What the task asks
Copy the records below without altering a single word.

Material provided
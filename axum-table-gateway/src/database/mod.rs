//! Database abstraction layer
//!
//! This module provides a database-agnostic interface for executing
//! gateway statements and decoding their rows into JSON.

pub mod traits;

#[cfg(feature = "sqlite")]
pub mod sqlite;

#[cfg(feature = "postgres")]
pub mod postgres;

// Re-export the main trait
pub use traits::{DatabaseError, DatabaseProvider};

Solution to the exercise
filename axum-table-gateway/src/database/mod.rs
//! Database abstraction layer
//!
//! This module provides a database-agnostic interface for executing
//! gateway statements and decoding their rows into JSON.

pub mod traits;

#[cfg(feature = "sqlite")]
pub mod sqlite;

#[cfg(feature = "postgres")]
pub mod postgres;

// Re-export the main trait
pub use traits::{DatabaseError, DatabaseProvider};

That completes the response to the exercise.